ASSIGNMENT – Copy verbatim the block of lines in the entries below whose first line contains "pub fn request_count(&self)" and whose last line contains "Aggregation::Max => histogram.max()". Leave out all other lines.

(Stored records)
§

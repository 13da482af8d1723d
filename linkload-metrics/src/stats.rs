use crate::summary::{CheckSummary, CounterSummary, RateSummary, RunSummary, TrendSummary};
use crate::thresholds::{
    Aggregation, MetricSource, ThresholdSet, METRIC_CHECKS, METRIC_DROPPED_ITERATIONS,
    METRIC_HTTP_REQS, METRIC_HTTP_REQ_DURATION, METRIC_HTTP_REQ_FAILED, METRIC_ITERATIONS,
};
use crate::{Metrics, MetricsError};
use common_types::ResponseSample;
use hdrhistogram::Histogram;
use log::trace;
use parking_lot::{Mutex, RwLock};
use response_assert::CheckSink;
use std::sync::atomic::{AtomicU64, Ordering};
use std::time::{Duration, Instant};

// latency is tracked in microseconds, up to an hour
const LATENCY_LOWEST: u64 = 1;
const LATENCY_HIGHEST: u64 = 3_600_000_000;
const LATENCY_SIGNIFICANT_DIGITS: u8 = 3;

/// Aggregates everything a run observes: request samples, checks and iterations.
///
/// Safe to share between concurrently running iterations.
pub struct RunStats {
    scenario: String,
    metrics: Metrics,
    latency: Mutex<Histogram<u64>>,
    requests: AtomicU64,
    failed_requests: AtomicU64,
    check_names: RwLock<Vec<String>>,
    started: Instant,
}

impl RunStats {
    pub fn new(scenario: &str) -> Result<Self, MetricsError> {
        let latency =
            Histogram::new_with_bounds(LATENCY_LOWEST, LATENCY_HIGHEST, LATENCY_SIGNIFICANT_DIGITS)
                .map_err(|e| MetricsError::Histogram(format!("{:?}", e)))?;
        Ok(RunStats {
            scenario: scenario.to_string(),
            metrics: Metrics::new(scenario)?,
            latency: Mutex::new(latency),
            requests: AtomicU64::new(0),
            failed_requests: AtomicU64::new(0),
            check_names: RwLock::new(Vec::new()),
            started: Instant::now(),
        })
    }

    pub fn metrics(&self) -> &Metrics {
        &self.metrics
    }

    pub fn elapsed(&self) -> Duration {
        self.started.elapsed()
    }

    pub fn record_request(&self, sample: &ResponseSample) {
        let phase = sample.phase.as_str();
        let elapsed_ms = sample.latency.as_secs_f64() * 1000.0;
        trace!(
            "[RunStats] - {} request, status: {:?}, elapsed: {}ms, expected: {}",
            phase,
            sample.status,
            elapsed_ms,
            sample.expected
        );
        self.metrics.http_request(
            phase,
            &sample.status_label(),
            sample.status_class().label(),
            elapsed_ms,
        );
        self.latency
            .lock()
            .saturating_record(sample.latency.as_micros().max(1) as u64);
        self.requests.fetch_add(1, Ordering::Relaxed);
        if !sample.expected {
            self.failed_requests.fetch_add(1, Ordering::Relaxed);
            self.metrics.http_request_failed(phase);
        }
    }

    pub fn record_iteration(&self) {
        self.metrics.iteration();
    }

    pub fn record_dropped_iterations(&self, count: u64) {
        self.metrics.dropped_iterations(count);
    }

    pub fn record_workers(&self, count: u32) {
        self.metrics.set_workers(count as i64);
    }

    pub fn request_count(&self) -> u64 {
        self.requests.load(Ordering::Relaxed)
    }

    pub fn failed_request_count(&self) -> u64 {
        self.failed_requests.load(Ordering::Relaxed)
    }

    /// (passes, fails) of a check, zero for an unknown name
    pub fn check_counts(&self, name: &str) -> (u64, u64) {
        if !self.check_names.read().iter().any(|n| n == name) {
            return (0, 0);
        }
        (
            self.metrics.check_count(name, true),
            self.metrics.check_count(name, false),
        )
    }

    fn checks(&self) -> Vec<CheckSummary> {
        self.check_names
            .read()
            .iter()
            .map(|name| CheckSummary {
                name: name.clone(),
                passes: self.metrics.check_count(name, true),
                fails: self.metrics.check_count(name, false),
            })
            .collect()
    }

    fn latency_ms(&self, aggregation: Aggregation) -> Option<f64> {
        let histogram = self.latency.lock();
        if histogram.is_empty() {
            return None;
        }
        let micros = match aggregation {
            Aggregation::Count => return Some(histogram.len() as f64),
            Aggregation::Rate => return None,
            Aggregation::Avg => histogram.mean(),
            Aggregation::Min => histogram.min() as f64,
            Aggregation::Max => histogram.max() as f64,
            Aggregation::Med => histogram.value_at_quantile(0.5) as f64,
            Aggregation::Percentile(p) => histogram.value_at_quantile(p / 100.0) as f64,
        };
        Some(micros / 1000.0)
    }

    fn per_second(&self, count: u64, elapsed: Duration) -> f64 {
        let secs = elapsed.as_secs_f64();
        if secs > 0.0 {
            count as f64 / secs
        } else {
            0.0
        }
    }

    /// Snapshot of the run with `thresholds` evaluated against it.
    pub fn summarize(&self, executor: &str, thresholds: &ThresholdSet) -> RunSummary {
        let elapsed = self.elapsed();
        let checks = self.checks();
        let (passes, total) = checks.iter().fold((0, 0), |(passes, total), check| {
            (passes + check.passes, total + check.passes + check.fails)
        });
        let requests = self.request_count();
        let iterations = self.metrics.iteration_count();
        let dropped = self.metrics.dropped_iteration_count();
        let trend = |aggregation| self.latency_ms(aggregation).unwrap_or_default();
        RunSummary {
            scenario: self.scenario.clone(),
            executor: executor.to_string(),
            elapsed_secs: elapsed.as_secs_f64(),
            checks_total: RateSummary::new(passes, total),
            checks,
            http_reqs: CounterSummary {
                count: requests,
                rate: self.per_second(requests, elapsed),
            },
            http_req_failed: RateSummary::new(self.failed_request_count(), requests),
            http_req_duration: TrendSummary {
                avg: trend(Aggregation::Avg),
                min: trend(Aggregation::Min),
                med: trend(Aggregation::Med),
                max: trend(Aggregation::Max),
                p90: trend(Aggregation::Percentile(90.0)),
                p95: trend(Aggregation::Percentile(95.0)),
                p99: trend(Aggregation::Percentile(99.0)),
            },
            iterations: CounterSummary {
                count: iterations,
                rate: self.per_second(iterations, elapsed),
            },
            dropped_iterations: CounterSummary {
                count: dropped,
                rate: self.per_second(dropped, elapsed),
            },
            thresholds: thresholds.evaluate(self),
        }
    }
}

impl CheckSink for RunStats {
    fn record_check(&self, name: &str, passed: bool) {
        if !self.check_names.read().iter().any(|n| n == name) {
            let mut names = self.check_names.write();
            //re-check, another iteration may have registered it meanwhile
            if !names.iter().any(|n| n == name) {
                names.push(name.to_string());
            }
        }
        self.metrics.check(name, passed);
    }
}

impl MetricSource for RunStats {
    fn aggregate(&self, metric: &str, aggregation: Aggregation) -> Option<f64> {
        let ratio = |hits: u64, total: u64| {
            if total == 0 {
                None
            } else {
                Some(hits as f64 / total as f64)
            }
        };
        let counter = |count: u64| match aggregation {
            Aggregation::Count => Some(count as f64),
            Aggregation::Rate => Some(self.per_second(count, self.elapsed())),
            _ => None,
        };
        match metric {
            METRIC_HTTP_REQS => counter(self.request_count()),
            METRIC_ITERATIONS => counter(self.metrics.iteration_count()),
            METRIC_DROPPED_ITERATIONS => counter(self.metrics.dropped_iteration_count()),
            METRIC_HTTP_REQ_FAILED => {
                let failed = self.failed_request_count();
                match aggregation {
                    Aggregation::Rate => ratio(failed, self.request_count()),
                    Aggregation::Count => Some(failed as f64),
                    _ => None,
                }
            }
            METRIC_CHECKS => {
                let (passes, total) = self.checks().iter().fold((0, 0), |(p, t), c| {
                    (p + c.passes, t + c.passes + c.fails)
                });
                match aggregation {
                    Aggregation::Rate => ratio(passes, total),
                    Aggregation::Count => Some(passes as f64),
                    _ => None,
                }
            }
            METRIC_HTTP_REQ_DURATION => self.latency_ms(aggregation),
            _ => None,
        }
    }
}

§

WRITTEN SOLUTION –
    pub fn request_count(&self) -> u64 {
        self.requests.load(Ordering::Relaxed)
    }

    pub fn failed_request_count(&self) -> u64 {
        self.failed_requests.load(Ordering::Relaxed)
    }

    /// (passes, fails) of a check, zero for an unknown name
    pub fn check_counts(&self, name: &str) -> (u64, u64) {
        if !self.check_names.read().iter().any(|n| n == name) {
            return (0, 0);
        }
        (
            self.metrics.check_count(name, true),
            self.metrics.check_count(name, false),
        )
    }

    fn checks(&self) -> Vec<CheckSummary> {
        self.check_names
            .read()
            .iter()
            .map(|name| CheckSummary {
                name: name.clone(),
                passes: self.metrics.check_count(name, true),
                fails: self.metrics.check_count(name, false),
            })
            .collect()
    }

    fn latency_ms(&self, aggregation: Aggregation) -> Option<f64> {
        let histogram = self.latency.lock();
        if histogram.is_empty() {
            return None;
        }
        let micros = match aggregation {
            Aggregation::Count => return Some(histogram.len() as f64),
            Aggregation::Rate => return None,
            Aggregation::Avg => histogram.mean(),
            Aggregation::Min => histogram.min() as f64,
            Aggregation::Max => histogram.max() as f64,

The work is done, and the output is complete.